Parvovirus B19 (B19V) has previously been shown to cause endothelial dysfunction. B19V capsid protein VP1 harbors a lysophosphatidylcholine producing phospholipase A2 (PLA2). Lysophosphatidylcholine inhibits Na+/K+ ATPase, which in turn may impact on the activity of inwardly rectifying K+ channels. The present study explored whether VP1 modifies the activity of Kir2.1 K+ channels. cRNA encoding Kir2.1 was injected into Xenopus oocytes without or with cRNA encoding VP1 isolated from a patient suffering from fatal B19V-induced inflammatory cardiomyopathy or the VP1 mutant H153AVP1 lacking a functional PLA2 activity.
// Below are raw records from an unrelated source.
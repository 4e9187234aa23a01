mod event_bus;
mod lifecycle_event;
mod lifecycle_sink;
mod session_journal;
mod tracing_sink;

pub use event_bus::*;
pub use lifecycle_event::*;
pub use lifecycle_sink::*;
pub use session_journal::*;
pub use tracing_sink::*;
K+ channel activity was determined by dual electrode voltage clamp. In addition, Na+/K+-ATPase activity was estimated from K+-induced pump current (I pump) and ouabain-inhibited current (I ouabain). Injection of cRNA encoding Kir2.1 into Xenopus oocytes was followed by appearance of inwardly rectifying K+ channel activity (I K), which was significantly decreased by additional injection of cRNA encoding VP1, but not by additional injection of cRNA encoding H153AVP1. The effect of VP1 on I K was mimicked by lysophosphatidylcholine (1 μg/ml) and by inhibition of Na+/K+-ATPase with 0.1 mM ouabain. In the presence of lysophosphatidylcholine, I K was not further decreased by additional treatment with ouabain. The B19V capsid protein VP1 thus inhibits Kir2.1 channels, an effect at least partially due to PLA2-dependent formation of lysophosphatidylcholine with subsequent inhibition of Na+/K+-ATPase activity.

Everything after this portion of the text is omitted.